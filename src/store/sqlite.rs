use std::path::Path;
use std::sync::{Arc, Mutex, MutexGuard};

use chrono::{DateTime, TimeZone, Utc};
use log::{debug, info};
use rusqlite::{params, Connection, OptionalExtension, Row};

use super::codec::{self, PayloadEncoding};
use super::cursor::SnapshotCursor;
use super::{StoreError, StoreStats};
use crate::metrics::Snapshot;

const SCHEMA_VERSION: i64 = 1;

const SCHEMA: &str = r#"
CREATE TABLE IF NOT EXISTS snapshots (
    id           INTEGER PRIMARY KEY AUTOINCREMENT,
    source_query TEXT    NOT NULL,
    timestamp_us INTEGER NOT NULL,
    encoding     TEXT    NOT NULL,
    payload      BLOB    NOT NULL,
    metric_count INTEGER NOT NULL,
    created_at   TEXT    NOT NULL DEFAULT CURRENT_TIMESTAMP,
    UNIQUE (source_query, timestamp_us)
);
CREATE INDEX IF NOT EXISTS idx_snapshots_timestamp ON snapshots (timestamp_us, id);
"#;

pub(crate) const SELECT_COLUMNS: &str = "id, source_query, timestamp_us, encoding, payload";

#[derive(Clone, Debug)]
pub struct StoreOptions {
    pub compress_payloads: bool,
    /// Rows fetched per step by [`SnapshotCursor`].
    pub page_size: usize,
}

impl Default for StoreOptions {
    fn default() -> Self {
        StoreOptions {
            compress_payloads: true,
            page_size: 256,
        }
    }
}

/// SQLite-backed snapshot history.
///
/// All access goes through one connection behind a mutex, so every append
/// is a single serialized transaction and readers never see a partial row.
#[derive(Clone)]
pub struct SnapshotStore {
    conn: Arc<Mutex<Connection>>,
    options: StoreOptions,
}

impl SnapshotStore {
    pub fn open<P: AsRef<Path>>(path: P, options: StoreOptions) -> Result<Self, StoreError> {
        let path = path.as_ref();
        if let Some(parent) = path.parent() {
            if !parent.as_os_str().is_empty() {
                std::fs::create_dir_all(parent)?;
            }
        }
        let conn = Connection::open(path)?;
        conn.execute_batch("PRAGMA journal_mode = WAL;")?;
        let store = Self::init(conn, options)?;
        info!("snapshot store opened at {}", path.display());
        Ok(store)
    }

    pub fn open_in_memory(options: StoreOptions) -> Result<Self, StoreError> {
        Self::init(Connection::open_in_memory()?, options)
    }

    fn init(conn: Connection, options: StoreOptions) -> Result<Self, StoreError> {
        let version: i64 = conn.query_row("PRAGMA user_version", [], |row| row.get(0))?;
        if version > SCHEMA_VERSION {
            return Err(StoreError::Corruption(format!(
                "schema version {} is newer than supported {}",
                version, SCHEMA_VERSION
            )));
        }
        if version < SCHEMA_VERSION {
            conn.execute_batch(SCHEMA)?;
            conn.execute_batch(&format!("PRAGMA user_version = {};", SCHEMA_VERSION))?;
            debug!("snapshot schema migrated {} -> {}", version, SCHEMA_VERSION);
        }
        Ok(SnapshotStore {
            conn: Arc::new(Mutex::new(conn)),
            options,
        })
    }

    fn conn(&self) -> MutexGuard<'_, Connection> {
        self.conn.lock().unwrap_or_else(|e| e.into_inner())
    }

    pub fn options(&self) -> &StoreOptions {
        &self.options
    }

    /// Persist a snapshot. Fails with [`StoreError::Duplicate`] when its
    /// `(source_query, timestamp)` already exists and with
    /// [`StoreError::OutOfOrder`] when an older timestamp arrives after a
    /// newer one for the same source.
    pub fn append(&self, snapshot: &Snapshot) -> Result<i64, StoreError> {
        let encoding = if self.options.compress_payloads {
            PayloadEncoding::ZlibJson
        } else {
            PayloadEncoding::Json
        };
        let payload = codec::encode(snapshot.metric_set(), encoding)?;
        let ts_us = snapshot.timestamp().timestamp_micros();

        let mut conn = self.conn();
        let tx = conn.transaction()?;

        let exists: Option<i64> = tx
            .query_row(
                "SELECT id FROM snapshots WHERE source_query = ?1 AND timestamp_us = ?2",
                params![snapshot.source_query(), ts_us],
                |row| row.get(0),
            )
            .optional()?;
        if exists.is_some() {
            return Err(StoreError::Duplicate {
                source_query: snapshot.source_query().to_string(),
                timestamp: snapshot.timestamp(),
            });
        }

        let latest: Option<i64> = tx.query_row(
            "SELECT MAX(timestamp_us) FROM snapshots WHERE source_query = ?1",
            params![snapshot.source_query()],
            |row| row.get(0),
        )?;
        if let Some(latest_us) = latest.filter(|latest_us| *latest_us > ts_us) {
            return Err(StoreError::OutOfOrder {
                source_query: snapshot.source_query().to_string(),
                timestamp: snapshot.timestamp(),
                latest: micros_to_datetime(latest_us)?,
            });
        }

        tx.execute(
            "INSERT INTO snapshots (source_query, timestamp_us, encoding, payload, metric_count)
             VALUES (?1, ?2, ?3, ?4, ?5)",
            params![
                snapshot.source_query(),
                ts_us,
                encoding.as_str(),
                payload,
                snapshot.metric_set().len() as i64,
            ],
        )?;
        let id = tx.last_insert_rowid();
        tx.commit()?;

        debug!(
            "persisted snapshot {} @ {} as row {} ({} bytes)",
            snapshot.source_query(),
            snapshot.timestamp(),
            id,
            payload.len()
        );
        Ok(id)
    }

    /// Every snapshot with a timestamp strictly after `since`, ascending.
    ///
    /// The cursor is bounded to rows that existed when it was created: an
    /// append racing the iteration is never observed, so a caller that reads
    /// the history and then follows new appends sees each row exactly once.
    pub fn all_since(&self, since: DateTime<Utc>) -> Result<SnapshotCursor, StoreError> {
        self.cursor_from(since.timestamp_micros())
    }

    /// The full history from the first persisted snapshot.
    pub fn history(&self) -> Result<SnapshotCursor, StoreError> {
        self.cursor_from(i64::MIN)
    }

    fn cursor_from(&self, since_us: i64) -> Result<SnapshotCursor, StoreError> {
        let upper_id: i64 =
            self.conn()
                .query_row("SELECT COALESCE(MAX(id), 0) FROM snapshots", [], |row| row.get(0))?;
        Ok(SnapshotCursor::new(
            Arc::clone(&self.conn),
            since_us,
            upper_id,
            self.options.page_size.max(1),
        ))
    }

    /// Most recent snapshot for one source, if any.
    pub fn latest(&self, source_query: &str) -> Result<Option<Snapshot>, StoreError> {
        let conn = self.conn();
        let row = conn
            .query_row(
                &format!(
                    "SELECT {} FROM snapshots WHERE source_query = ?1
                     ORDER BY timestamp_us DESC LIMIT 1",
                    SELECT_COLUMNS
                ),
                params![source_query],
                read_raw,
            )
            .optional()?;
        row.map(RawRow::into_snapshot).transpose()
    }

    /// Newest timestamp of one source, read from the key column alone.
    pub fn latest_timestamp_for(
        &self,
        source_query: &str,
    ) -> Result<Option<DateTime<Utc>>, StoreError> {
        let newest: Option<i64> = self.conn().query_row(
            "SELECT MAX(timestamp_us) FROM snapshots WHERE source_query = ?1",
            params![source_query],
            |row| row.get(0),
        )?;
        newest.map(micros_to_datetime).transpose()
    }

    /// Newest timestamp across every source.
    pub fn latest_timestamp(&self) -> Result<Option<DateTime<Utc>>, StoreError> {
        let newest: Option<i64> =
            self.conn()
                .query_row("SELECT MAX(timestamp_us) FROM snapshots", [], |row| row.get(0))?;
        newest.map(micros_to_datetime).transpose()
    }

    /// Snapshots with `from <= timestamp <= to`, ascending.
    pub fn range(
        &self,
        from: DateTime<Utc>,
        to: DateTime<Utc>,
    ) -> Result<Vec<Snapshot>, StoreError> {
        let conn = self.conn();
        let mut stmt = conn.prepare(&format!(
            "SELECT {} FROM snapshots WHERE timestamp_us BETWEEN ?1 AND ?2
             ORDER BY timestamp_us, id",
            SELECT_COLUMNS
        ))?;
        let rows = stmt
            .query_map(
                params![from.timestamp_micros(), to.timestamp_micros()],
                read_raw,
            )?
            .collect::<Result<Vec<_>, _>>()?;
        rows.into_iter().map(RawRow::into_snapshot).collect()
    }

    pub fn count(&self) -> Result<u64, StoreError> {
        let count: i64 = self
            .conn()
            .query_row("SELECT COUNT(*) FROM snapshots", [], |row| row.get(0))?;
        Ok(count as u64)
    }

    pub fn stats(&self) -> Result<StoreStats, StoreError> {
        let conn = self.conn();
        let (count, sources, oldest, newest): (i64, i64, Option<i64>, Option<i64>) = conn
            .query_row(
                "SELECT COUNT(*), COUNT(DISTINCT source_query), MIN(timestamp_us), MAX(timestamp_us)
                 FROM snapshots",
                [],
                |row| Ok((row.get(0)?, row.get(1)?, row.get(2)?, row.get(3)?)),
            )?;
        let page_count: i64 = conn.query_row("PRAGMA page_count", [], |row| row.get(0))?;
        let page_size: i64 = conn.query_row("PRAGMA page_size", [], |row| row.get(0))?;

        Ok(StoreStats {
            snapshot_count: count as u64,
            source_count: sources as u64,
            oldest: oldest.map(micros_to_datetime).transpose()?,
            newest: newest.map(micros_to_datetime).transpose()?,
            size_bytes: (page_count * page_size).max(0) as u64,
        })
    }

    /// Delete snapshots older than `cutoff`. Retention policy itself is
    /// decided by the caller.
    pub fn prune_before(&self, cutoff: DateTime<Utc>) -> Result<usize, StoreError> {
        let removed = self.conn().execute(
            "DELETE FROM snapshots WHERE timestamp_us < ?1",
            params![cutoff.timestamp_micros()],
        )?;
        if removed > 0 {
            info!("pruned {} snapshots older than {}", removed, cutoff);
        }
        Ok(removed)
    }
}

/// Undecoded row as read from the `snapshots` table.
pub(crate) struct RawRow {
    pub id: i64,
    pub source_query: String,
    pub timestamp_us: i64,
    pub encoding: String,
    pub payload: Vec<u8>,
}

pub(crate) fn read_raw(row: &Row<'_>) -> rusqlite::Result<RawRow> {
    Ok(RawRow {
        id: row.get(0)?,
        source_query: row.get(1)?,
        timestamp_us: row.get(2)?,
        encoding: row.get(3)?,
        payload: row.get(4)?,
    })
}

impl RawRow {
    pub(crate) fn into_snapshot(self) -> Result<Snapshot, StoreError> {
        let encoding: PayloadEncoding = self.encoding.parse()?;
        let metrics = codec::decode(&self.payload, encoding).map_err(|e| match e {
            StoreError::Corruption(msg) => StoreError::Corruption(format!("row {}: {}", self.id, msg)),
            other => other,
        })?;
        let timestamp = micros_to_datetime(self.timestamp_us)?;
        Ok(Snapshot::new(timestamp, &self.source_query, metrics))
    }
}

pub(crate) fn micros_to_datetime(us: i64) -> Result<DateTime<Utc>, StoreError> {
    Utc.timestamp_micros(us)
        .single()
        .ok_or_else(|| StoreError::Corruption(format!("timestamp {}us out of range", us)))
}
------------------------------------
Go through the listing above and return every line where the word "StoreStats" occurs.

## YOUR RESPONSE
use super::{StoreError, StoreStats};
    pub fn stats(&self) -> Result<StoreStats, StoreError> {
        Ok(StoreStats {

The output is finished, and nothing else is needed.